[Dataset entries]
************
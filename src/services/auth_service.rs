//! Authentication service for login and signup against mock data.

use log::debug;

use crate::constants::{LOGIN_USER_ID, MOCK_TOKEN, SIGNUP_USER_ID};
use crate::models::{Credentials, LoginResponse, LoginUser, SignupRequest, SignupResponse};
use crate::utils::log_sanitizer::mask_email;

/// Service for authentication operations.
///
/// Nothing is stored and no credential is ever checked.
#[derive(Debug, Clone, Default)]
pub struct AuthService;

impl AuthService {
    /// Create a new AuthService instance.
    pub fn new() -> Self {
        Self
    }

    /// Log a user in, returning the mock token and the echoed email.
    pub fn login(&self, credentials: &Credentials) -> LoginResponse {
        let user = self.validate_user(credentials.email(), credentials.password());

        LoginResponse {
            token: MOCK_TOKEN.to_string(),
            user,
        }
    }

    /// Register a user: the submitted fields come back with the assigned id.
    pub fn signup(&self, user_data: SignupRequest) -> SignupResponse {
        SignupResponse::new(user_data.into_fields(), SIGNUP_USER_ID)
    }

    /// Accepts every email/password pair as the login user.
    pub fn validate_user(&self, email: Option<&str>, _password: Option<&str>) -> LoginUser {
        debug!(
            "Accepting credentials for {}",
            email.map(mask_email).unwrap_or_else(|| "<no email>".to_string())
        );

        LoginUser {
            id: LOGIN_USER_ID,
            email: email.map(str::to_string),
        }
    }
}

#[cfg(test)]
mod tests {
    use super::*;
    use std::collections::BTreeMap;

    fn credentials(pairs: &[(&str, &str)]) -> Credentials {
        Credentials(
            pairs
                .iter()
                .map(|(k, v)| (k.to_string(), v.to_string()))
                .collect(),
        )
    }

    #[test]
    fn test_login_returns_mock_token_and_email() {
        let resp = AuthService::new().login(&credentials(&[
            ("email", "user@example.com"),
            ("password", "wrong-on-purpose"),
        ]));

        assert_eq!(resp.token, "mock-jwt-token");
        assert_eq!(resp.user.id, 1);
        assert_eq!(resp.user.email.as_deref(), Some("user@example.com"));
    }

    #[test]
    fn test_login_without_email() {
        let resp = AuthService::new().login(&Credentials::default());

        assert_eq!(resp.token, "mock-jwt-token");
        assert_eq!(resp.user.email, None);
    }

    #[test]
    fn test_signup_assigns_id_two() {
        let data = SignupRequest(BTreeMap::from([
            ("email".to_string(), "new@example.com".to_string()),
            ("id".to_string(), "77".to_string()),
        ]));

        let resp = AuthService::new().signup(data);

        assert_eq!(resp.id, 2);
        assert_eq!(
            resp.fields.get("email").map(String::as_str),
            Some("new@example.com")
        );
        assert!(!resp.fields.contains_key("id"));
    }

    #[test]
    fn test_validate_user_accepts_anything() {
        let user = AuthService::new().validate_user(Some("x@y.z"), None);
        assert_eq!(
            user,
            LoginUser {
                id: 1,
                email: Some("x@y.z".to_string())
            }
        );
    }
}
************
Work instructions. Return all lines of the data in which the string "crate" appears.

Reply to the exercise.
use crate::constants::{LOGIN_USER_ID, MOCK_TOKEN, SIGNUP_USER_ID};
use crate::models::{Credentials, LoginResponse, LoginUser, SignupRequest, SignupResponse};
use crate::utils::log_sanitizer::mask_email;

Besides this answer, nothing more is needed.